EDIT: I see net-print/foomatic-db-engine-3.0.2 is now stable, so I removed my ~amd64 keyword, but the emerge still fails the same. And, a bug's already been submitted: https://bugs.gentoo.org/show_bug.cgi?id=128559

----------

## tab4by

somehow my problem seem to solved itself ( ? )

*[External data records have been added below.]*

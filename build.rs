fn main() {
    let crate_dir = match std::env::var("CARGO_MANIFEST_DIR") {
        Ok(dir) => dir,
        Err(_) => return,
    };
    let config = cbindgen::Config::from_file("cbindgen.toml").unwrap_or_default();

    if let Ok(bindings) = cbindgen::Builder::new()
        .with_crate(&crate_dir)
        .with_config(config)
        .with_language(cbindgen::Language::C)
        .generate()
    {
        bindings.write_to_file(format!("{}/include/freespace_tracker.h", crate_dir));
    }
}
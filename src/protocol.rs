//! Freespace HID wire format.
//!
//! Outbound requests are fixed 8-byte output reports; inbound messages are
//! input reports discriminated by a message id in byte 1. All multi-byte
//! fields are little-endian.

// -- USB identifiers --
pub const VID: u16 = 0x1D5A;
pub const SCOOP_PID: u16 = 0xC0B3;
pub const FSM6_PID: u16 = 0xC080;
pub const FSM9_PID: u16 = 0xC0E0;

// -- Report geometry --
pub const OUT_REPORT_SIZE: usize = 8;
pub const IN_REPORT_SIZE: usize = 64;

pub const REPORT_ID_HOST_TO_DEVICE: u8 = 0x07;
pub const REPORT_ID_DEVICE_TO_HOST: u8 = 0x08;

// -- Message ids (byte 1) --
pub const MSG_DATA_MODE_CONTROL_V2: u8 = 0x14;
pub const MSG_BODY_FRAME: u8 = 0x20;
pub const MSG_USER_FRAME: u8 = 0x21;
pub const MSG_BODY_USER_FRAME: u8 = 0x22;
pub const MSG_LINK_STATUS: u8 = 0x30;
pub const MSG_MOTION_ENGINE_OUTPUT: u8 = 0x41;

// -- Fixed-point scales for motion-engine fields --
pub const Q10: f64 = 1.0 / 1024.0;
pub const Q14: f64 = 1.0 / 16384.0;

/// Largest motion-engine payload after the header.
pub const ME_DATA_LEN: usize = 48;

/// Which message family the device streams.
#[repr(u8)]
#[derive(Debug, Clone, Copy, PartialEq, Eq)]
pub enum PacketSelect {
    None = 0,
    Mouse = 1,
    BodyFrame = 2,
    UserFrame = 3,
    BodyUserFrame = 4,
    MotionEngineOutput = 8,
}

/// Operating mode of the sensor-fusion engine.
#[repr(u8)]
#[derive(Debug, Clone, Copy, PartialEq, Eq)]
pub enum Mode {
    /// Device default; with mouse packets this is plain pointer behaviour.
    Normal = 0,
    Sleep = 1,
    FullMotionOn = 4,
}

bitflags::bitflags! {
    /// Motion-engine field flags (ff0..ff7).
    #[derive(Debug, Clone, Copy, PartialEq, Eq, Hash)]
    pub struct MotionFields: u8 {
        const CURSOR                 = 1 << 0;
        const ACCELERATION           = 1 << 1;
        const ACCELERATION_NO_GRAVITY = 1 << 2;
        const ANGULAR_VELOCITY       = 1 << 3;
        const MAGNETOMETER           = 1 << 4;
        const INCLINATION            = 1 << 5;
        const ANGULAR_POSITION       = 1 << 6;
        const COMPASS_HEADING        = 1 << 7;
    }
}

/// Packed size of each format-0 field, indexed by flag bit.
const FIELD_SIZES: [usize; 8] = [4, 6, 6, 6, 6, 6, 8, 2];

/// Data-mode control (V2) request.
#[derive(Debug, Clone, Copy, PartialEq, Eq)]
pub struct DataModeControlV2Request {
    pub packet_select: PacketSelect,
    pub mode: Mode,
    pub format_select: u8,
    pub fields: MotionFields,
}

/// Host-to-device messages.
#[derive(Debug, Clone, Copy, PartialEq, Eq)]
pub enum OutMessage {
    DataModeControlV2(DataModeControlV2Request),
}

impl OutMessage {
    /// Encode as an output report.
    ///
    /// Layout: `[0x07, 0x14, mode, packet_select, format_select, ff_bits, 0, 0]`.
    pub fn encode(&self) -> [u8; OUT_REPORT_SIZE] {
        let mut buf = [0u8; OUT_REPORT_SIZE];
        buf[0] = REPORT_ID_HOST_TO_DEVICE;
        match self {
            OutMessage::DataModeControlV2(req) => {
                buf[1] = MSG_DATA_MODE_CONTROL_V2;
                buf[2] = req.mode as u8;
                buf[3] = req.packet_select as u8;
                buf[4] = req.format_select;
                buf[5] = req.fields.bits();
            }
        }
        buf
    }
}

/// Relative pointer movement and button state.
#[derive(Debug, Clone, Copy, PartialEq, Eq, Default)]
pub struct Cursor {
    pub buttons: u8,
    pub delta_x: i8,
    pub delta_y: i8,
    pub delta_wheel: i8,
}

#[derive(Debug, Clone, Copy, PartialEq, Eq)]
pub struct LinkStatus {
    pub status: u8,
    pub mode: u8,
    pub reset_status: u8,
    pub tx_disabled: u8,
}

impl LinkStatus {
    pub fn is_connected(&self) -> bool {
        self.status == 1
    }
}

#[derive(Debug, Clone, Copy, PartialEq, Eq)]
pub struct BodyFrame {
    pub cursor: Cursor,
    pub sequence: u32,
    pub acceleration: [i16; 3],
    pub angular_velocity: [i16; 3],
}

/// Raw orientation sample; `angular_position` is (w, x, y, z), unnormalized.
#[derive(Debug, Clone, Copy, PartialEq, Eq)]
pub struct UserFrame {
    pub cursor: Cursor,
    pub sequence: u32,
    pub linear_position: [i16; 3],
    pub angular_position: [i16; 4],
}

#[derive(Debug, Clone, Copy, PartialEq, Eq)]
pub struct BodyUserFrame {
    pub body: BodyFrame,
    pub linear_position: [i16; 3],
    pub angular_position: [i16; 4],
}

/// Three or four axis reading from the motion engine. `w` is zero for
/// three-axis fields.
#[derive(Debug, Clone, Copy, PartialEq, Default)]
pub struct MultiAxis {
    pub x: f64,
    pub y: f64,
    pub z: f64,
    pub w: f64,
}

/// Fused output of the device's onboard motion engine.
#[derive(Debug, Clone, PartialEq, Eq)]
pub struct MotionEngineOutput {
    pub format_select: u8,
    pub fields: MotionFields,
    pub sequence: u32,
    pub data: Vec<u8>,
}

impl MotionEngineOutput {
    /// Offset of `field` inside `data`, if present in a format-0 packet.
    fn field_offset(&self, field: MotionFields) -> Option<usize> {
        if self.format_select != 0 || !self.fields.contains(field) {
            return None;
        }
        let bit = field.bits().trailing_zeros() as usize;
        let offset = (0..bit)
            .filter(|b| self.fields.bits() & (1 << b) != 0)
            .map(|b| FIELD_SIZES[b])
            .sum::<usize>();
        if offset + FIELD_SIZES[bit] > self.data.len() {
            return None;
        }
        Some(offset)
    }

    fn read_axes(&self, field: MotionFields, count: usize, scale: f64) -> Option<[f64; 4]> {
        let offset = self.field_offset(field)?;
        let mut out = [0.0; 4];
        for (i, v) in out.iter_mut().take(count).enumerate() {
            let at = offset + 2 * i;
            *v = i16::from_le_bytes([self.data[at], self.data[at + 1]]) as f64 * scale;
        }
        Some(out)
    }

    pub fn cursor(&self) -> Option<Cursor> {
        let at = self.field_offset(MotionFields::CURSOR)?;
        Some(Cursor {
            buttons: self.data[at],
            delta_x: self.data[at + 1] as i8,
            delta_y: self.data[at + 2] as i8,
            delta_wheel: self.data[at + 3] as i8,
        })
    }

    /// Linear acceleration in m/s².
    pub fn acceleration(&self) -> Option<MultiAxis> {
        let [x, y, z, _] = self.read_axes(MotionFields::ACCELERATION, 3, Q10)?;
        Some(MultiAxis { x, y, z, w: 0.0 })
    }

    /// Angular velocity in rad/s.
    pub fn angular_velocity(&self) -> Option<MultiAxis> {
        let [x, y, z, _] = self.read_axes(MotionFields::ANGULAR_VELOCITY, 3, Q10)?;
        Some(MultiAxis { x, y, z, w: 0.0 })
    }

    /// Angular position as a unit quaternion. Wire order is w, x, y, z.
    pub fn angular_position(&self) -> Option<MultiAxis> {
        let [w, x, y, z] = self.read_axes(MotionFields::ANGULAR_POSITION, 4, Q14)?;
        Some(MultiAxis { x, y, z, w })
    }
}

/// Device-to-host messages.
#[derive(Debug, Clone, PartialEq, Eq)]
pub enum InMessage {
    LinkStatus(LinkStatus),
    BodyFrame(BodyFrame),
    UserFrame(UserFrame),
    BodyUserFrame(BodyUserFrame),
    MotionEngineOutput(MotionEngineOutput),
    /// Unrecognized, foreign or truncated report.
    Unknown { report_id: u8, kind: u8 },
}

impl InMessage {
    pub fn name(&self) -> &'static str {
        match self {
            InMessage::LinkStatus(_) => "LinkStatus",
            InMessage::BodyFrame(_) => "BodyFrame",
            InMessage::UserFrame(_) => "UserFrame",
            InMessage::BodyUserFrame(_) => "BodyUserFrame",
            InMessage::MotionEngineOutput(_) => "MotionEngineOutput",
            InMessage::Unknown { .. } => "Unknown",
        }
    }
}

struct Reader<'a> {
    data: &'a [u8],
    pos: usize,
}

impl<'a> Reader<'a> {
    fn new(data: &'a [u8]) -> Self {
        Self { data, pos: 0 }
    }

    fn take<const N: usize>(&mut self) -> Option<[u8; N]> {
        let bytes = self.data.get(self.pos..self.pos + N)?;
        self.pos += N;
        let mut out = [0u8; N];
        out.copy_from_slice(bytes);
        Some(out)
    }

    fn u8(&mut self) -> Option<u8> {
        self.take::<1>().map(|b| b[0])
    }

    fn i8(&mut self) -> Option<i8> {
        self.u8().map(|b| b as i8)
    }

    fn i16(&mut self) -> Option<i16> {
        self.take::<2>().map(i16::from_le_bytes)
    }

    fn u32(&mut self) -> Option<u32> {
        self.take::<4>().map(u32::from_le_bytes)
    }

    fn i16s<const N: usize>(&mut self) -> Option<[i16; N]> {
        let mut out = [0i16; N];
        for v in out.iter_mut() {
            *v = self.i16()?;
        }
        Some(out)
    }

    fn rest(&self) -> &'a [u8] {
        &self.data[self.pos.min(self.data.len())..]
    }

    fn cursor(&mut self) -> Option<Cursor> {
        Some(Cursor {
            buttons: self.u8()?,
            delta_x: self.i8()?,
            delta_y: self.i8()?,
            delta_wheel: self.i8()?,
        })
    }

    fn body_frame(&mut self) -> Option<BodyFrame> {
        Some(BodyFrame {
            cursor: self.cursor()?,
            sequence: self.u32()?,
            acceleration: self.i16s()?,
            angular_velocity: self.i16s()?,
        })
    }

    fn link_status(&mut self) -> Option<LinkStatus> {
        Some(LinkStatus {
            status: self.u8()?,
            mode: self.u8()?,
            reset_status: self.u8()?,
            tx_disabled: self.u8()?,
        })
    }

    fn user_frame(&mut self) -> Option<UserFrame> {
        Some(UserFrame {
            cursor: self.cursor()?,
            sequence: self.u32()?,
            linear_position: self.i16s()?,
            angular_position: self.i16s()?,
        })
    }

    fn body_user_frame(&mut self) -> Option<BodyUserFrame> {
        Some(BodyUserFrame {
            body: self.body_frame()?,
            linear_position: self.i16s()?,
            angular_position: self.i16s()?,
        })
    }

    fn motion_engine_output(&mut self) -> Option<MotionEngineOutput> {
        let format_select = self.u8()?;
        let fields = MotionFields::from_bits_retain(self.u8()?);
        let sequence = self.u32()?;
        let rest = self.rest();
        Some(MotionEngineOutput {
            format_select,
            fields,
            sequence,
            data: rest[..rest.len().min(ME_DATA_LEN)].to_vec(),
        })
    }
}

/// Decode an input report. Never fails: anything that is not a well-formed
/// known message becomes [`InMessage::Unknown`].
pub fn decode(data: &[u8]) -> InMessage {
    let report_id = data.first().copied().unwrap_or(0);
    let kind = data.get(1).copied().unwrap_or(0);
    let unknown = InMessage::Unknown { report_id, kind };

    if report_id != REPORT_ID_DEVICE_TO_HOST {
        return unknown;
    }

    let mut r = Reader::new(data.get(2..).unwrap_or(&[]));
    let parsed = match kind {
        MSG_LINK_STATUS => r.link_status().map(InMessage::LinkStatus),
        MSG_BODY_FRAME => r.body_frame().map(InMessage::BodyFrame),
        MSG_USER_FRAME => r.user_frame().map(InMessage::UserFrame),
        MSG_BODY_USER_FRAME => r.body_user_frame().map(InMessage::BodyUserFrame),
        MSG_MOTION_ENGINE_OUTPUT => r.motion_engine_output().map(InMessage::MotionEngineOutput),
        _ => None,
    };

    parsed.unwrap_or(unknown)
}

#[cfg(test)]
mod tests {
    use super::*;

    fn report(kind: u8, payload: &[u8]) -> Vec<u8> {
        let mut buf = vec![REPORT_ID_DEVICE_TO_HOST, kind];
        buf.extend_from_slice(payload);
        buf
    }

    #[test]
    fn test_encode_data_mode_request() {
        let msg = OutMessage::DataModeControlV2(DataModeControlV2Request {
            packet_select: PacketSelect::MotionEngineOutput,
            mode: Mode::FullMotionOn,
            format_select: 0,
            fields: MotionFields::CURSOR | MotionFields::ANGULAR_POSITION,
        });
        assert_eq!(msg.encode(), [0x07, 0x14, 4, 8, 0, 0x41, 0, 0]);
    }

    #[test]
    fn test_decode_link_status() {
        let msg = decode(&report(MSG_LINK_STATUS, &[1, 0, 0, 0]));
        match msg {
            InMessage::LinkStatus(s) => assert!(s.is_connected()),
            other => panic!("unexpected {:?}", other),
        }
    }

    #[test]
    fn test_decode_user_frame() {
        let mut payload = vec![0x01, 0xFF, 2, 0];
        payload.extend_from_slice(&42u32.to_le_bytes());
        for v in [0i16, 0, 0, 100, -200, 300, -400] {
            payload.extend_from_slice(&v.to_le_bytes());
        }
        let msg = decode(&report(MSG_USER_FRAME, &payload));
        let InMessage::UserFrame(frame) = msg else {
            panic!("expected user frame");
        };
        assert_eq!(frame.cursor.buttons, 1);
        assert_eq!(frame.cursor.delta_x, -1);
        assert_eq!(frame.sequence, 42);
        assert_eq!(frame.angular_position, [100, -200, 300, -400]);
    }

    #[test]
    fn test_decode_truncated_is_unknown() {
        let msg = decode(&report(MSG_USER_FRAME, &[0, 0, 0]));
        assert_eq!(
            msg,
            InMessage::Unknown {
                report_id: REPORT_ID_DEVICE_TO_HOST,
                kind: MSG_USER_FRAME
            }
        );
        assert!(matches!(decode(&[]), InMessage::Unknown { .. }));
        assert!(matches!(
            decode(&[0x05, MSG_LINK_STATUS, 1, 0, 0, 0]),
            InMessage::Unknown { report_id: 0x05, .. }
        ));
    }

    #[test]
    fn test_motion_engine_angular_position_offset() {
        // cursor (4 B) + angular velocity (6 B) precede angular position
        let fields =
            MotionFields::CURSOR | MotionFields::ANGULAR_VELOCITY | MotionFields::ANGULAR_POSITION;
        let mut payload = vec![0, fields.bits()];
        payload.extend_from_slice(&7u32.to_le_bytes());
        payload.extend_from_slice(&[0x01, 0, 0, 0]);
        for v in [1024i16, 0, -1024] {
            payload.extend_from_slice(&v.to_le_bytes());
        }
        for v in [16384i16, 0, 0, 0] {
            payload.extend_from_slice(&v.to_le_bytes());
        }
        let InMessage::MotionEngineOutput(me) = decode(&report(MSG_MOTION_ENGINE_OUTPUT, &payload))
        else {
            panic!("expected motion engine output");
        };
        assert_eq!(me.sequence, 7);
        assert_eq!(me.cursor().unwrap().buttons, 1);
        let vel = me.angular_velocity().unwrap();
        assert!((vel.x - 1.0).abs() < 1e-12);
        assert!((vel.z + 1.0).abs() < 1e-12);
        let pos = me.angular_position().unwrap();
        assert!((pos.w - 1.0).abs() < 1e-12);
        assert_eq!(pos.x, 0.0);
        assert!(me.acceleration().is_none());
    }

    #[test]
    fn test_motion_engine_other_format_has_no_fields() {
        let me = MotionEngineOutput {
            format_select: 1,
            fields: MotionFields::ANGULAR_POSITION,
            sequence: 0,
            data: vec![0; 8],
        };
        assert!(me.angular_position().is_none());
    }
}
//! # freespace-tracker - orientation tracking for Freespace motion devices
//!
//! Cross-platform driver using hidapi. Provides:
//! - Device detection with one session per attached device
//! - Data-mode configuration for the Scoop, FSM-6 and FSM-9 variants
//! - Decoding of user-frame and motion-engine orientation into unit quaternions
//! - C FFI for integration with C/C++ hosts
//!
//! ## Quick Start
//! ```no_run
//! use freespace_tracker::{HidapiTransport, Settings, TrackerHost};
//!
//! let mut host = TrackerHost::new(HidapiTransport::new(), Settings::from_env());
//! host.detect().unwrap();
//! for _ in 0..100 {
//!     host.update();
//!     while let Some(sample) = host.try_recv() {
//!         println!("{}: {:?}", sample.device_name, sample.report.orientation);
//!     }
//! }
//! ```

pub mod error;
pub mod types;
pub mod protocol;
pub mod transport;
pub mod hid;
pub mod library;
pub mod handle;
pub mod configurator;
pub mod codec;
pub mod pump;
pub mod sink;
pub mod session;
pub mod detection;
pub mod host;
pub mod config;
pub mod ffi;

pub use config::Settings;
pub use detection::{ClaimRegistry, HardwareDetection};
pub use error::{FreespaceError, TransportError};
pub use hid::HidapiTransport;
pub use host::TrackerHost;
pub use session::TrackerSession;
pub use sink::{ChannelSink, OrientationSink, TaggedReport};
pub use types::*;

/// Result type alias for freespace-tracker operations.
pub type Result<T> = std::result::Result<T, FreespaceError>;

i do believe more it has to do something with an etc-update   :Embarassed: 

sorry for this

greetz

tim

----------

## engineermdr

No, not etc-update.  An emerge --sync brought in a new perl-apps.eclass.  Here's the relevant info from the bug report:

 *Quote:*   

> ------- Comment #7 From Stefan Schweizer 2006-04-05 05:31 PST  [reply] -------  
> 
> This bug is caused by the perl-apps.eclass. There have been some changes the
> 
> last days, can you please check if it is still there?
> ...

 

----------

## fred0

For me it was also a problem of etc-update because I had just made a sync before error.

----------

## Rüpel

i'm in sync (an hour ago), my etc-update is up-to-date, and i still get the foomatic error.   :Confused: 

----------

## fred0

It seam to be a permission error

 *Quote:*   

> ACCESS DENIED  mkdir:     /usr/lib/perl5/site_perl/5.8.7/Foomatic 

 

Look at this directory. If it exist, remove/rename it and try again.

----------